■ **WORK REQUEST**: Nothing but the lines from the one with "and slow-consumer eviction." through the last line of the data should be restated, each word for word.

■ **DATA PROVIDED**:
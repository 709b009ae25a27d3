//! Live delivery of audit events to subscribed clients.
//!
//! - [`ReplayGuard`]: single-use nonces within a clock-skew window.
//! - [`HandshakeController`]: validates a connection's `init` frame.
//! - [`ConnectionRegistry`]: bounded per-session queues, delivery tasks,
//!   and slow-consumer eviction.
//! - [`Dispatcher`]: filters envelopes and queues them on matching
//!   sessions.
//!
//! Transports plug in through [`SessionSink`].

mod dispatch;
mod error;
mod handshake;
mod registry;
mod replay;
mod settings;
mod sink;

#[cfg(test)]
mod test_support;

pub use dispatch::{matches_filters, server_time, BroadcastReport, Dispatcher};
pub use error::{HandshakeError, HandshakeRejection, SinkError, StreamErrorKind};
pub use handshake::{
    has_read_capability, session_id_for, Accepted, HandshakeController, HandshakeState,
    CAPABILITY_MARKERS,
};
pub use registry::{
    slow_consumer_message, ConnectionRegistry, EnqueueOutcome, Mailbox, MailboxItem,
    StreamSession, Termination, TransportKind,
};
pub use replay::ReplayGuard;
pub use settings::StreamSettings;
pub use sink::SessionSink;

■ **EXPECTED ANSWER**:
//!   and slow-consumer eviction.
//! - [`Dispatcher`]: filters envelopes and queues them on matching
//!   sessions.
//!
//! Transports plug in through [`SessionSink`].

mod dispatch;
mod error;
mod handshake;
mod registry;
mod replay;
mod settings;
mod sink;

#[cfg(test)]
mod test_support;

pub use dispatch::{matches_filters, server_time, BroadcastReport, Dispatcher};
pub use error::{HandshakeError, HandshakeRejection, SinkError, StreamErrorKind};
pub use handshake::{
    has_read_capability, session_id_for, Accepted, HandshakeController, HandshakeState,
    CAPABILITY_MARKERS,
};
pub use registry::{
    slow_consumer_message, ConnectionRegistry, EnqueueOutcome, Mailbox, MailboxItem,
    StreamSession, Termination, TransportKind,
};
pub use replay::ReplayGuard;
pub use settings::StreamSettings;
pub use sink::SessionSink;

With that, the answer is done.